Madigan says not only did the book allow him to question the inherent racism that seems to be at the core of America, he also had to turn the mirror on himself and ask the difficult question, “Where would I have been in Tulsa in 1921?”
“Where would my grandfather have been? And I can’t say with any certainty that A, I would not have been part of the mob; B, that I would have done anything forceful to try and prevent that from turning into what it eventually resulted in.
“So, I think I say in the book that I can’t look at a black person the same way again. And that is not an overstatement. And my hope is with this book that more people like me will learn a little bit about the history; a little bit about why this chasm exists; and can somehow contribute to true healing in this country. I don’t think you can heal from things that you don’t know about. I think the first step to healing is knowledge and I hope that this book contributes to this knowledge somehow.”

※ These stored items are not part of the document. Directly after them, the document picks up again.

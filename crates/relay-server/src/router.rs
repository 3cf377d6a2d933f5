//! Post-admission operation routing.
//!
//! Every text frame from an admitted client is decoded into a
//! `ClientRequest` and matched explicitly. Anything that is not a
//! well-formed `CREATE_MESSAGE` is dropped without a reply and without
//! closing the connection; the debug log records which kind of drop it
//! was.

use relay_core::{ClientRequest, ServerEvent};
use relay_protocol::{decode_request, ProtocolError};
use tracing::debug;

use crate::broadcast::broadcast;
use crate::registry::SharedRegistry;
use crate::types::Client;

/// Route one inbound payload. Delivery failures are logged by
/// `broadcast` and never reach the sender.
pub async fn route(client: &Client, payload: &str, registry: &SharedRegistry) {
    match decode_request(payload) {
        Ok(ClientRequest::CreateMessage { content }) => create_message(client, content, registry).await,
        Ok(ClientRequest::Hello { .. }) => {
            debug!(client_id = %client.id(), reason = "unexpected", op = "HELLO", "discarding frame");
        }
        Err(e) => {
            debug!(client_id = %client.id(), reason = discard_reason(&e), error = %e, "discarding frame");
        }
    }
}

/// `CREATE_MESSAGE` handler: relay the content to everyone, sender
/// included.
async fn create_message(client: &Client, content: String, registry: &SharedRegistry) {
    let event = ServerEvent::new_message(client.member().clone(), content);
    broadcast(registry, &event).await;
}

fn discard_reason(e: &ProtocolError) -> &'static str {
    match e {
        ProtocolError::UnknownOp(_) => "unknown operation",
        ProtocolError::InvalidPayload { .. } => "invalid payload",
        _ => "malformed",
    }
}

He later said, “I have no problem admitting that I was or am a racist. I think we all are. It’s just a matter of degree. And I can say for a fact that I am less of a racist now than I was three years ago when I wrote this book because I think I understand black people much better; because I understand their history, and this is why history is so important.”
At times solemn and other times angry, Madigan comes across as someone who was genuinely affected by the research and subsequent book. He speaks in a quiet yet measured voice. He doesn’t come off as an apologist for all of white America, but also one who isn’t an unabashed liberal, down with the cause of black America.
But he also isn’t afraid to take on America, namely white America, for its refusal to confront the history of Tulsa and its own violent attacks on its own citizens. That is especially the case with the first year anniversary of the deadly attacks on September 11 being just a little more than four months away.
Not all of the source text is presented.